Michael Putland/Getty Images

43 individuals from the music industry have been investigated by British police as part of a wider probe into historical child sex abuse allegations.
 
In total, more than 1,400 suspects, including a high number of politicians, sports people and celebrities, have been placed under investigation as part of the Operation Hydrant inquiry, which was set up by the National Police Chiefs' Council (NPCC) in August 2014 following a series of high-profile child sex abuse cases, including those of former BBC Radio 1 DJ Jimmy Savile and British TV personality Rolf Harris.
 
Of the 1,433 suspects, 216 are now dead, while 261 are termed as people of public prominence, with 135 coming from TV, film or radio, the NPCC today (May 20) revealed.

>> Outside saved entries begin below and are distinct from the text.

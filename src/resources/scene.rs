//! JSON scene descriptions: a world file listing environment files, and the
//! environment files themselves.
//!
//! Every field is optional. Absent values fall back to fixed defaults, so a
//! document only fails to load when it cannot be read or is not valid JSON of
//! the expected shape.
//!
//! ```json
//! {
//!   "id": "demo",
//!   "name": "Demo World",
//!   "startEnvironment": "forest",
//!   "environments": ["forest.json", "cabin.json"]
//! }
//! ```

use std::{
    collections::HashMap,
    sync::atomic::{AtomicU64, Ordering},
};

use anyhow::Context;
use cgmath::Vector3;
use serde::Deserialize;

use crate::{
    data_structures::{
        environment::{
            DEFAULT_BOUNDS, DEFAULT_GROUND_COLOR, DEFAULT_SKY_COLOR, DEFAULT_SPAWN, Environment,
            EnvironmentKind, Indoor, Outdoor,
        },
        game_object::{Actor, Container, GameObject, ObjectKind, StaticObject},
        portal::{DEFAULT_COLOR, DEFAULT_TRANSPARENCY, DEFAULT_TRIGGER_SIZE, Portal},
        transform::Transform,
        world::World,
    },
    resources::{cache::AssetCache, source::AssetSource},
};

static GENERATED_IDS: AtomicU64 = AtomicU64::new(0);

fn generated_id(prefix: &str) -> String {
    format!("{}_{}", prefix, GENERATED_IDS.fetch_add(1, Ordering::Relaxed))
}

#[derive(Clone, Copy, Debug, Default, Deserialize)]
#[serde(default)]
pub struct PositionDocument {
    pub x: f32,
    pub y: f32,
    pub z: f32,
}

impl From<PositionDocument> for Vector3<f32> {
    fn from(p: PositionDocument) -> Self {
        Vector3::new(p.x, p.y, p.z)
    }
}

#[derive(Clone, Copy, Debug, Default, Deserialize)]
#[serde(default)]
pub struct SizeDocument {
    pub width: f32,
    pub height: f32,
    pub depth: f32,
}

impl From<SizeDocument> for Vector3<f32> {
    fn from(s: SizeDocument) -> Self {
        Vector3::new(s.width, s.height, s.depth)
    }
}

#[derive(Clone, Copy, Debug, Default, Deserialize)]
#[serde(default)]
pub struct ColorDocument {
    pub r: f32,
    pub g: f32,
    pub b: f32,
}

impl From<ColorDocument> for Vector3<f32> {
    fn from(c: ColorDocument) -> Self {
        Vector3::new(c.r, c.g, c.b)
    }
}

#[derive(Clone, Debug, Default, Deserialize)]
#[serde(default)]
pub struct TransformDocument {
    pub position: Option<PositionDocument>,
    pub rotation: Option<PositionDocument>,
    pub scale: Option<PositionDocument>,
}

A further 76 are classed as local level and national political figures and seven come from sports backgrounds. It is not known what roles the 43 music business personal held or whether they still work in the industry.  
 
Operation Hydrant is headed by Chief Constable Simon Bailey, who called the figures a “stark [indication of] the scale of child abuse police are dealing with.”
 
“Police have done a huge amount to meet the challenge: we have responded to criticism, changed how we engage with victims and how we investigate abuse. Many victims have now found confidence to report abuse, knowing we will treat them sensitively, respectfully, listen to them and take reports of their abuse seriously. I would encourage all victims of sexual abuse to come forward,” Bailey added in a statement.   
 
The NPCC estimates that it will receive upwards of 115,000 separate allegations of child sexual abuse in 2015 -- a 71 per cent increase on 2012’s figure.
 
Referring to the disgraced entertainer Jimmy Savile -- who died in 2011 and was posthumously judged by the NSPCC to have abused at least 500 people, the youngest of whom was just two years old -- Bailey said that Operation Hydrant would help prevent serial abusers like Savile.
 
Following the criminal investigation into Savile, which was sparked by a BBC Newsnight documentary, a number of other high profile entertainment and music personalities were investigated by British police and charged with historical child sex abuse offenses.
 
In July 2014, the Australian-born, British-based entertainer and musician Rolf Harris was jailed for a total of five years and nine months for indecently assaulting four girls and young women - including one who was aged just 7 or 8.
 
Last year also saw celebrity publicist Max Clifford, whose former clients include Simon Cowell, jailed for eight years for a string of indecent assaults against girls and young women. In December 2014, Ray Teret, a former radio DJ and close friend of Savile, was jailed for 25 years for a series of rapes and indecent assaults on "star-struck" young girls in the 1960s and 1970s.